The con men auction off the Wilks family's slaves, and then discover that the inheritance money is missing. Huck shrewdly suggests that the slaves stole the money, and were now beyond the reach of the con men. The duke and the king believe him.
As the con men prepare to auction off the rest of Peter Wilks's property for cash, Huck realizes—much to his consternation—that the only way to help the girls is to tell Mary Jane the truth, even though telling the truth seems to him “so kind of strange and unregular.” He tells her everything, including where he left the money.
Just as the duke and the king finish selling off the Wilks estate, two men arrive in town claiming to be the real Harvey and William Wilks. Unsure whom to believe, the townspeople grab Huck and the con men until the matter is sorted out. Peter's coffin is exhumed—part of a test to determine which set of Wilks brothers can identify a tattoo on Peter's chest—and the townspeople discover the money inside the coffin. In the excitement, Huck escapes from the crowd and makes his way back to the raft. As he and Jim start off down the river, the duke and king catch up and board the raft.
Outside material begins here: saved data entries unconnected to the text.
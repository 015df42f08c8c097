// Copyright 2024 Felix Engl
//
// Licensed under the Apache License, Version 2.0 (the "License");
// you may not use this file except in compliance with the License.
// You may obtain a copy of the License at
//
//     http://www.apache.org/licenses/LICENSE-2.0
//
// Unless required by applicable law or agreed to in writing, software
// distributed under the License is distributed on an "AS IS" BASIS,
// WITHOUT WARRANTIES OR CONDITIONS OF ANY KIND, either express or implied.
// See the License for the specific language governing permissions and
// limitations under the License.

//! The open addressing shared by the memory, disk and cache tables.
//!
//! The capacity is always a power of two. Fingerprints are assumed to be well
//! distributed, so the start slot of a value is just its high-order bits.
//! Collisions are resolved by linear probing with wrap-around, removals by
//! backward-shift compaction, so no tombstones exist.

use crate::fpset::FpSetError;

/// The largest supported capacity exponent.
pub const MAX_CAPACITY_POWER_OF_TWO: u32 = 62;

/// The result of probing for a fingerprint.
#[derive(Debug, Copy, Clone, Eq, PartialEq)]
pub(crate) enum Probe {
    /// The fingerprint lives at this index.
    Found(u64),
    /// The fingerprint is missing, this is the first free slot on its probe path.
    Vacant(u64),
}

/// Fails if the parameters can not describe a usable table.
pub(crate) fn validate_table_parameters(
    capacity_power_of_two: u32,
    load_factor: f32,
) -> Result<(), FpSetError> {
    if capacity_power_of_two == 0 || capacity_power_of_two > MAX_CAPACITY_POWER_OF_TWO {
        return Err(FpSetError::InvalidCapacity(
            capacity_power_of_two,
            MAX_CAPACITY_POWER_OF_TWO,
        ));
    }
    // written this way to reject NaN as well
    if !(load_factor > 0.0 && load_factor < 1.0) {
        return Err(FpSetError::InvalidLoadFactor(load_factor));
    }
    if (load_factor as f64) * ((1u64 << capacity_power_of_two) as f64) < 1.0 {
        return Err(FpSetError::NoUsableSlots {
            capacity_power_of_two,
            load_factor,
        });
    }
    Ok(())
}

/// Allocates [len] copies of [value], failing instead of aborting if the memory is not available.
pub(crate) fn try_filled_vec<T: Clone>(len: u64, value: T) -> Result<Vec<T>, FpSetError> {
    // lengths beyond usize can never be reserved
    let wanted = usize::try_from(len).unwrap_or(usize::MAX);
    let mut slots = Vec::new();
    slots
        .try_reserve_exact(wanted)
        .map_err(|source| FpSetError::AllocationFailed { slots: len, source })?;
    slots.resize(wanted, value);
    Ok(slots)
}

/// Slot level access to a power-of-two table plus the probing algorithm on top of it.
///
/// Implementors provide the storage primitives and [ProbingTable::make_space],
/// everything else is shared.
pub(crate) trait ProbingTable {
    /// The capacity as exponent of two.
    fn capacity_power_of_two(&self) -> u32;

    fn load_factor(&self) -> f32;

    /// Number of occupied slots.
    fn entries(&self) -> u64;

    fn set_entries(&mut self, entries: u64);

    /// Reads the slot at [index], `None` if it is empty.
    fn slot(&self, index: u64) -> Result<Option<u64>, FpSetError>;

    /// Stores [fp] at [index].
    fn set_at(&mut self, index: u64, fp: u64) -> Result<(), FpSetError>;

    /// Marks the slot at [index] as empty.
    fn clear_at(&mut self, index: u64) -> Result<(), FpSetError>;

    /// Frees room for at least one more entry, either by growing or by discarding.
    fn make_space(&mut self) -> Result<(), FpSetError>;

    /// Called for every hit and every insert.
    fn note_access(&mut self, _index: u64) {}

    /// Moves [fp] from [from] to the empty slot [to].
    fn relocate(&mut self, fp: u64, from: u64, to: u64) -> Result<(), FpSetError> {
        self.set_at(to, fp)?;
        self.clear_at(from)
    }

    #[inline]
    fn capacity(&self) -> u64 {
        1u64 << self.capacity_power_of_two()
    }

    #[inline]
    fn start_index_for(&self, fp: u64) -> u64 {
        fp >> (64 - self.capacity_power_of_two())
    }

    /// Walks from the start slot of [fp] until it finds [fp] or a free slot.
    fn probe(&self, fp: u64) -> Result<Probe, FpSetError> {
        let capacity = self.capacity();
        let mask = capacity - 1;
        let mut index = self.start_index_for(fp);
        for _ in 0..capacity {
            match self.slot(index)? {
                None => return Ok(Probe::Vacant(index)),
                Some(found) if found == fp => return Ok(Probe::Found(index)),
                Some(_) => index = (index + 1) & mask,
            }
        }
        Err(FpSetError::TableFull(capacity))
    }

    /// True if one more entry keeps the table at or below its load factor.
    fn has_room_for_one_more(&self) -> bool {
        ((self.entries() + 1) as f64) <= (self.load_factor() as f64) * (self.capacity() as f64)
    }

    fn table_contains(&mut self, fp: u64) -> Result<bool, FpSetError> {
        match self.probe(fp)? {
            Probe::Found(index) => {
                self.note_access(index);
                Ok(true)
            }
            Probe::Vacant(_) => Ok(false),
        }
    }

    fn table_add(&mut self, fp: u64) -> Result<bool, FpSetError> {
        let mut index = match self.probe(fp)? {
            Probe::Found(_) => return Ok(false),
            Probe::Vacant(index) => index,
        };
        if !self.has_room_for_one_more() {
            self.make_space()?;
            index = match self.probe(fp)? {
                Probe::Found(_) => return Ok(false),
                Probe::Vacant(index) => index,
            };
        }
        self.set_at(index, fp)?;
        self.set_entries(self.entries() + 1);
        self.note_access(index);
        Ok(true)
    }

    fn table_remove(&mut self, fp: u64) -> Result<bool, FpSetError> {
        match self.probe(fp)? {
            Probe::Found(index) => {
                self.remove_at(index)?;
                Ok(true)
            }
            Probe::Vacant(_) => Ok(false),
        }
    }

    /// Clears [index] and shifts the following run back, so every entry stays
    /// reachable from its start slot.
    fn remove_at(&mut self, index: u64) -> Result<(), FpSetError> {
        self.clear_at(index)?;
        self.set_entries(self.entries() - 1);
        let mask = self.capacity() - 1;
        let mut probe_index = (index + 1) & mask;
        while let Some(fp) = self.slot(probe_index)? {
            if let Probe::Vacant(to) = self.probe(fp)? {
                self.relocate(fp, probe_index, to)?;
            }
            probe_index = (probe_index + 1) & mask;
        }
        Ok(())
    }

    /// Inserts [fp] without any load check. Used while rehashing into a fresh table.
    fn place(&mut self, fp: u64) -> Result<(), FpSetError> {
        if let Probe::Vacant(index) = self.probe(fp)? {
            self.set_at(index, fp)?;
            self.set_entries(self.entries() + 1);
        }
        Ok(())
    }
}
The king and the duke, desperate for money, spend their time huddled in secret conversations. Meanwhile, Huck and Jim plan to leave the two con men behind as soon as the opportunity arises. At one stop, Huck slips free of the king and the duke in a town and runs back to the raft, hoping to escape with Jim. When he arrives, Jim is nowhere to be found. He discovers that the king and the duke have sold Jim off to locals as a runaway slave; by presenting the fake flyer the duke had printed—the one offering a two-hundred-dollar reward for Jim—they sell their “rights” to Jim for forty dollars in cash. In this way, the duke and the king manage to swindle the locals and betray Huck and Jim.
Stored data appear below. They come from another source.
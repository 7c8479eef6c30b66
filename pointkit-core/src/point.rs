//! Point types and related functionality

use nalgebra::{Point3, Vector3};
use serde::{Deserialize, Serialize};

/// A 3D point with floating point coordinates
pub type Point3f = Point3<f32>;

/// A 3D vector with floating point components
pub type Vector3f = Vector3<f32>;

/// A point with RGBA color information
#[derive(Debug, Clone, Copy, PartialEq, Serialize, Deserialize)]
pub struct ColoredPoint3f {
    pub position: Point3f,
    pub color: [u8; 4],
}

/// A point with a surface normal and the curvature estimated alongside it
#[derive(Debug, Clone, Copy, PartialEq, Serialize, Deserialize)]
pub struct NormalPoint3f {
    pub position: Point3f,
    pub normal: Vector3f,
    pub curvature: f32,
}

/// Surface normal estimated for a single point.
///
/// `curvature` is the surface variation `λ0 / (λ0 + λ1 + λ2)` of the
/// neighbourhood covariance, in `[0, 1/3]`.
#[derive(Debug, Clone, Copy, PartialEq, Serialize, Deserialize)]
pub struct SurfaceNormal {
    pub normal: Vector3f,
    pub curvature: f32,
}

impl Default for ColoredPoint3f {
    fn default() -> Self {
        Self {
            position: Point3f::origin(),
            color: [255, 255, 255, 255],
        }
    }
}

impl Default for NormalPoint3f {
    fn default() -> Self {
        Self {
            position: Point3f::origin(),
            normal: Vector3f::new(0.0, 0.0, 1.0),
            curvature: 0.0,
        }
    }
}

impl Default for SurfaceNormal {
    fn default() -> Self {
        Self {
            normal: Vector3f::new(0.0, 0.0, 1.0),
            curvature: 0.0,
        }
    }
}

impl NormalPoint3f {
    /// Attach an estimated normal to a position
    pub fn from_parts(position: Point3f, normal: &SurfaceNormal) -> Self {
        Self {
            position,
            normal: normal.normal,
            curvature: normal.curvature,
        }
    }

    pub fn surface_normal(&self) -> SurfaceNormal {
        SurfaceNormal {
            normal: self.normal,
            curvature: self.curvature,
        }
    }
}

impl From<ColoredPoint3f> for Point3f {
    fn from(point: ColoredPoint3f) -> Self {
        point.position
    }
}

impl From<NormalPoint3f> for Point3f {
    fn from(point: NormalPoint3f) -> Self {
        point.position
    }
}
Huck debates what he should do; he knows that “the right thing and the clean thing” is to write a letter to Miss Watson, telling her the location of her runaway slave. However, when he thinks of what a great friend Jim has been, he decides to follow the path of “wickedness” and help Jim escape. As Huck surveys the Phelps farm, where Jim is being held, he is spotted by one of the family's slaves and is mistaken for a visiting nephew. Huck plays along, and soon discovers that the “nephew” he is impersonating is none other than Tom Sawyer. Tom's Aunt Sally and Uncle Silas welcome the boy into their home as their nephew.
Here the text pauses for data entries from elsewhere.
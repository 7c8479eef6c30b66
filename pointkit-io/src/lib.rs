//! I/O operations for point clouds
//!
//! This crate reads and writes PCD files for the point types of
//! `pointkit-core`, and parses the plain-text path lists used to name
//! template files.

pub mod error;
pub mod pcd;

pub use error::*;
pub use pcd::{
    PcdDataFormat, PcdField, PcdFieldType, PcdHeader, PcdPointType, PcdValue, PcdWriteOptions,
    RobustPcdReader, RobustPcdWriter,
};

use pointkit_core::{ColoredPoint3f, NormalPoint3f, Point3f, PointCloud};
use std::path::{Path, PathBuf};

/// Supported point cloud file formats
#[derive(Debug, Clone, Copy, PartialEq, Eq)]
pub enum CloudFormat {
    Pcd,
}

impl CloudFormat {
    /// Detect the format from the file extension
    pub fn from_path(path: &Path) -> Result<Self> {
        match path
            .extension()
            .and_then(|s| s.to_str())
            .map(|s| s.to_ascii_lowercase())
            .as_deref()
        {
            Some("pcd") => Ok(CloudFormat::Pcd),
            other => Err(IoError::InvalidFormat {
                format: format!("unsupported point cloud extension {:?}", other),
            }),
        }
    }
}

/// Read a point cloud of any supported point type, detecting the format
pub fn read_cloud<T: PcdPointType, P: AsRef<Path>>(path: P) -> Result<PointCloud<T>> {
    let path = path.as_ref();
    let format = CloudFormat::from_path(path)?;
    if !path.exists() {
        return Err(IoError::FileNotFound {
            path: path.display().to_string(),
        });
    }

    let cloud = match format {
        CloudFormat::Pcd => RobustPcdReader::read_point_cloud(path)?,
    };
    log::debug!("read {} points from {}", cloud.len(), path.display());
    Ok(cloud)
}

/// Auto-detect format and read point cloud
pub fn read_point_cloud<P: AsRef<Path>>(path: P) -> Result<PointCloud<Point3f>> {
    read_cloud(path)
}

/// Read a cloud with colours; points without colour fields are white
pub fn read_colored_point_cloud<P: AsRef<Path>>(path: P) -> Result<PointCloud<ColoredPoint3f>> {
    read_cloud(path)
}

/// Read a cloud with `normal_x`, `normal_y`, `normal_z` fields
pub fn read_normal_point_cloud<P: AsRef<Path>>(path: P) -> Result<PointCloud<NormalPoint3f>> {
    read_cloud(path)
}

/// Write a point cloud in binary layout, detecting the format from the extension
pub fn write_point_cloud<T: PcdPointType, P: AsRef<Path>>(cloud: &PointCloud<T>, path: P) -> Result<()> {
    write_point_cloud_with_format(cloud, path, PcdDataFormat::Binary)
}

/// Write a point cloud with an explicit data layout
pub fn write_point_cloud_with_format<T: PcdPointType, P: AsRef<Path>>(
    cloud: &PointCloud<T>,
    path: P,
    data_format: PcdDataFormat,
) -> Result<()> {
    let path = path.as_ref();
    match CloudFormat::from_path(path)? {
        CloudFormat::Pcd => {
            let options = PcdWriteOptions {
                data_format,
                ..Default::default()
            };
            RobustPcdWriter::write_point_cloud(cloud, path, &options)?;
        }
    }
    log::debug!("wrote {} points to {}", cloud.len(), path.display());
    Ok(())
}

/// Parse a list of file paths, one per line.
///
/// Surrounding whitespace is trimmed; blank lines and lines starting with `#`
/// are skipped. Relative paths are returned as written.
pub fn read_path_list<P: AsRef<Path>>(path: P) -> Result<Vec<PathBuf>> {
    let path = path.as_ref();
    let content = std::fs::read_to_string(path).map_err(|e| match e.kind() {
        std::io::ErrorKind::NotFound => IoError::FileNotFound {
            path: path.display().to_string(),
        },
        _ => IoError::Io(e),
    })?;
    Ok(parse_path_list(&content))
}

fn parse_path_list(content: &str) -> Vec<PathBuf> {
    content
        .lines()
        .map(str::trim)
        .filter(|line| !line.is_empty() && !line.starts_with('#'))
        .map(PathBuf::from)
        .collect()
}

#[cfg(test)]
mod tests {
    use super::*;
    use pointkit_core::{UnitQuaternion, Vector3f};
    use std::fs;

    fn temp_path(name: &str) -> PathBuf {
        std::env::temp_dir().join(format!("pointkit_io_{}_{}", std::process::id(), name))
    }

    fn sample_cloud() -> PointCloud<Point3f> {
        PointCloud::from_points(vec![
            Point3f::new(0.0, 0.0, 0.0),
            Point3f::new(1.0, -2.5, 0.125),
            Point3f::new(0.1, 0.2, 0.3),
            Point3f::new(-7.75, 1e-3, 42.0),
        ])
    }

    #[test]
    fn test_pcd_roundtrip_binary() {
        let temp_file = temp_path("binary.pcd");
        let cloud = sample_cloud();

        write_point_cloud(&cloud, &temp_file).unwrap();
        let loaded = read_point_cloud(&temp_file).unwrap();

        assert_eq!(loaded.len(), cloud.len());
        assert_eq!(loaded.points, cloud.points);

        let _ = fs::remove_file(temp_file);
    }

    #[test]
    fn test_pcd_roundtrip_ascii() {
        let temp_file = temp_path("ascii.pcd");
        let cloud = sample_cloud();

        write_point_cloud_with_format(&cloud, &temp_file, PcdDataFormat::Ascii).unwrap();
        let content = fs::read_to_string(&temp_file).unwrap();
        assert!(content.contains("DATA ascii"));

        let loaded = read_point_cloud(&temp_file).unwrap();
        assert_eq!(loaded.points, cloud.points);

        let _ = fs::remove_file(temp_file);
    }

    #[test]
    fn test_normals_and_viewpoint_roundtrip() {
        let temp_file = temp_path("normals.pcd");
        let cloud = PointCloud::from_points(vec![NormalPoint3f {
            position: Point3f::new(1.0, 2.0, 3.0),
            normal: Vector3f::new(0.0, 0.0, -1.0),
            curvature: 0.25,
        }])
        .with_sensor_pose(Point3f::new(0.5, 0.0, -1.0), UnitQuaternion::identity());

        write_point_cloud_with_format(&cloud, &temp_file, PcdDataFormat::Ascii).unwrap();
        let loaded = read_normal_point_cloud(&temp_file).unwrap();
        assert_eq!(loaded.points, cloud.points);
        assert_eq!(loaded.sensor_origin, cloud.sensor_origin);

        // The positions alone can be read back as a plain cloud
        let plain = read_point_cloud(&temp_file).unwrap();
        assert_eq!(plain[0], Point3f::new(1.0, 2.0, 3.0));

        let _ = fs::remove_file(temp_file);
    }

    #[test]
    fn test_missing_file_and_unknown_extension() {
        let missing = temp_path("does_not_exist.pcd");
        assert!(matches!(read_point_cloud(&missing), Err(IoError::FileNotFound { .. })));
        assert!(matches!(read_point_cloud("cloud.xyz"), Err(IoError::InvalidFormat { .. })));
        assert!(matches!(
            write_point_cloud(&sample_cloud(), temp_path("cloud.ply")),
            Err(IoError::InvalidFormat { .. })
        ));
    }

    #[test]
    fn test_read_colored_cloud_without_colors() {
        let temp_file = temp_path("uncolored.pcd");
        write_point_cloud(&sample_cloud(), &temp_file).unwrap();
        let colored = read_colored_point_cloud(&temp_file).unwrap();
        assert_eq!(colored.len(), 4);
        assert!(colored.iter().all(|p| p.color == [255, 255, 255, 255]));
        let _ = fs::remove_file(temp_file);
    }

    #[test]
    fn test_path_list_parsing() {
        let content = "\
# templates
object_templates/template_0.pcd

   object_templates/template_1.pcd
#object_templates/disabled.pcd
";
        assert_eq!(
            parse_path_list(content),
            vec![
                PathBuf::from("object_templates/template_0.pcd"),
                PathBuf::from("object_templates/template_1.pcd"),
            ]
        );

        let temp_file = temp_path("list.txt");
        fs::write(&temp_file, content).unwrap();
        assert_eq!(read_path_list(&temp_file).unwrap().len(), 2);
        let _ = fs::remove_file(&temp_file);
        assert!(matches!(read_path_list(&temp_file), Err(IoError::FileNotFound { .. })));
    }
}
Huck manages to intercept the real Tom Sawyer before he reaches the Phelps farm, and after convincing Tom that he is not a ghost, explains the whole situation to him. Tom is thrilled at the prospect of adventure; not only does Tom pretend to be Sid Sawyer (since the Phelpses have already met “Tom”), but he also agrees to help Huck free Jim.
Tom and Huck come up with plans to set Jim free. Huck's plan is straightforward and simple, which is why Tom objects: “What's the good of a plan that ain't no more trouble than that? It's as mild as goose-milk.” Instead, Tom devises an elaborate plan reminiscent of a classic adventure novel, deliberately avoiding any easy or obvious solutions. For example, instead of lifting up the leg of the bed to slip Jim's chain off, Tom insists they saw through the leg of the bed—and that only after Huck convinces him that sawing through Jim's leg is not a viable option. Instead of using the door to escape Jim's cabin prison, Tom decides they will tunnel their way out.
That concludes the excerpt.